Actuellement, cette phase est
close et toutes les entreprises cherchent à recruter. Alors, il n’est pas
normal qu’elles gardent le bénéfice de centaines de milliers d’aides financières
à l’embauche, considère Gabriel Attal. Pire, un rapport récent pointe une
surfacturation des contrats d'apprentissage autour de 1 000 € par contrat,
ou encore des CFA privés dotés de primes importantes, versant des dividendes à
leurs actionnaires. Enfin, le compte personnel de formation (CPF) est un bon outil
de formation, mais il coûte 2,5 milliards d'euros par an. Il faut assumer un
reste à charge sur ce dispositif.
Une fois considérés les
collectivités locales et l'État, demeure notre modèle social pour plus de 50 %
des dépenses. Après la réforme des retraites et celle de l'assurance chômage,
il faut continuer à rénover sa structure. Or, pour la population, toute
modification soulève une forte hostilité. La France est pourtant, par exemple,
un des pays d'Europe où le reste à charge pour un patient est le plus faible.
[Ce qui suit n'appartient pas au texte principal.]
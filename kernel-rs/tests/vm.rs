//! Demand paging: faulting pages in from the executable, LRU eviction to
//! swap, and contents surviving a round trip through the swap file.

mod common;

use kernel::{
    machine::{Exception, PhysPage},
    param::PAGE_SIZE,
    vm,
};

#[test]
fn code_pages_fault_in_from_the_executable() {
    let kernel = common::boot();
    kernel.run(|ctx| {
        // Two pages of recognizable code bytes.
        let code: Vec<u8> = (0..2 * PAGE_SIZE).map(|i| (i % 251) as u8).collect();
        common::install_noff(ctx, "/prog", &code, &[], 0);
        let space = common::attach_space(ctx, "/prog");
        assert!(space.num_pages() >= 2);

        // Nothing is resident until touched.
        assert_eq!(space.page_entry(0).page, PhysPage::NotAssigned);

        let machine = ctx.kernel().machine();
        for (i, expected) in code.iter().enumerate().take(2 * PAGE_SIZE) {
            let byte = loop {
                match machine.read_mem(i as u32, 1) {
                    Ok(value) => break value as u8,
                    Err(Exception::PageFault(addr)) => {
                        vm::handle_page_fault(ctx, addr).unwrap();
                    }
                    Err(other) => panic!("unexpected exception {:?}", other),
                }
            };
            assert_eq!(byte, *expected, "byte {}", i);
        }
        assert!(space.page_entry(0).is_valid() || space.page_entry(0).page == PhysPage::InSwap);
    });
}

#[test]
fn lru_eviction_picks_the_coldest_page() {
    // Four frames, so the fifth resident page forces an eviction.
    let kernel = common::boot_with_pages(4);
    kernel.run(|ctx| {
        common::install_noff(ctx, "/prog", &[], &[], 5 * PAGE_SIZE as u32);
        let space = common::attach_space(ctx, "/prog");
        assert!(space.num_pages() >= 5);

        let machine = ctx.kernel().machine();
        // Touch pages 0..3 and give each one a distinct first byte.
        for vpn in 0..4u32 {
            vm::update_tlb(ctx, &space, vpn).unwrap();
            machine
                .write_mem(vpn * PAGE_SIZE as u32, 1, 0xa0 + vpn)
                .unwrap();
        }
        // Re-touch 0, making 1 the least recently used.
        vm::update_tlb(ctx, &space, 0).unwrap();
        // Page 5 needs a frame; page 1 must be the victim.
        vm::update_tlb(ctx, &space, 4).unwrap();

        assert_eq!(space.page_entry(1).page, PhysPage::InSwap);
        assert!(space.page_entry(0).is_valid());
        assert!(space.page_entry(2).is_valid());
        assert!(space.page_entry(3).is_valid());
        assert!(space.page_entry(4).is_valid());

        // Faulting page 1 back in reloads the written contents from swap,
        // even though other pages were loaded in between.
        let byte = loop {
            match machine.read_mem(PAGE_SIZE as u32, 1) {
                Ok(value) => break value as u8,
                Err(Exception::PageFault(addr)) => {
                    vm::handle_page_fault(ctx, addr).unwrap();
                }
                Err(other) => panic!("unexpected exception {:?}", other),
            }
        };
        assert_eq!(byte, 0xa1);
        assert!(space.page_entry(1).is_valid());
    });
}

#[test]
fn eviction_keeps_frame_accounting_consistent() {
    let kernel = common::boot_with_pages(4);
    kernel.run(|ctx| {
        common::install_noff(ctx, "/prog", &[], &[], 8 * PAGE_SIZE as u32);
        let space = common::attach_space(ctx, "/prog");
        assert!(space.num_pages() >= 8);

        for vpn in 0..8u32 {
            vm::update_tlb(ctx, &space, vpn).unwrap();
        }
        // Every frame is owned exactly once.
        assert_eq!(ctx.kernel().coremap().lock().len(), 4);
        assert_eq!(ctx.kernel().frames().lock().count_set(), 4);
    });
}

#[test]
fn destroying_a_space_releases_everything() {
    let kernel = common::boot_with_pages(8);
    kernel.run(|ctx| {
        common::install_noff(ctx, "/prog", &[], &[], 4 * PAGE_SIZE as u32);
        let space = common::attach_space(ctx, "/prog");
        for vpn in 0..4u32 {
            vm::update_tlb(ctx, &space, vpn).unwrap();
        }
        assert!(ctx.kernel().frames().lock().count_set() > 0);

        ctx.thread().take_space();
        space.destroy(ctx);
        assert_eq!(ctx.kernel().frames().lock().count_set(), 0);
        assert!(ctx.kernel().coremap().lock().is_empty());
        // The swap file is gone and the disk is whole again.
        assert!(ctx.kernel().fs().check(ctx));
        assert!(ctx.kernel().fs().open(ctx, "/swap.0").is_err());
    });
}

#[test]
fn faults_past_the_space_are_rejected() {
    let kernel = common::boot();
    kernel.run(|ctx| {
        common::install_noff(ctx, "/prog", &[], &[], PAGE_SIZE as u32);
        let space = common::attach_space(ctx, "/prog");
        let way_out = (space.num_pages() as u32 + 10) * PAGE_SIZE as u32;
        assert!(vm::handle_page_fault(ctx, way_out).is_err());
    });
}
C’est même le seul pays membre de l’UE où le reste à charge pour le patient a
baissé ces 15 dernières années, passant de 9 % à 7 %.
Se posent donc un certain
nombre de questions, comme celle des franchises qui n'ont pas changé depuis
2004, ou bien celle des indemnités journalières et des arrêts de travail. Ces
derniers ont d’ailleurs explosé, remarque Gabriel Attal, entrainant l’an
dernier à une progression de 10 % du coût des indemnités journalières,
soit 15 milliards d'euros. Si la tendance des arrêts de travail de complaisance
persiste, le coût des indemnités journalières atteindra les 23 milliards d'euros par an en 2027, d’autant plus
facilement qu’une pratique en plein développement peut être dévoyée à cette fin :
la télémédecine. Malheureusement, cette dernière facilite l’obtention de ce
type d’arrêts à leurs adeptes chroniques. Les abus restent limités en volume,
mais augmentent de 200 % par an.
Le ministre a porté l'an
dernier au budget de la sécurité sociale une mesure pour demander que les
arrêts de travail ne soient plus remboursés lorsqu'ils ont été prescrits en
téléconsultation par un médecin qui n'est pas le référant. La mesure a été censurée
par le Conseil constitutionnel. Il faudrait pourtant trouver un texte, qui
responsabilise tous les maillons de la chaîne, pour circonscrire ce problème. Le
médecin qui surprescrit les arrêts du lundi ou du vendredi doit ouvrir les
yeux.
D’autres réformes structurelles sont nécessaires, notamment sur la fonction publique. Il n’y a pas eu d’objectif fixé de suppression de postes en 2022. Néanmoins, observons que ces dernières années, Bercy a réduit de 30 % les effectifs de la direction générale des finances publiques, passant de 150 000 agents à 100 000 grâce à la numérisation, la dématérialisation, et la simplification. Selon Gabriel Attal, cette politique qui a fait ses preuves dans un ministère fonctionnera dans d'autres administrations. Mais il faudra assumer de suivre cette ligne.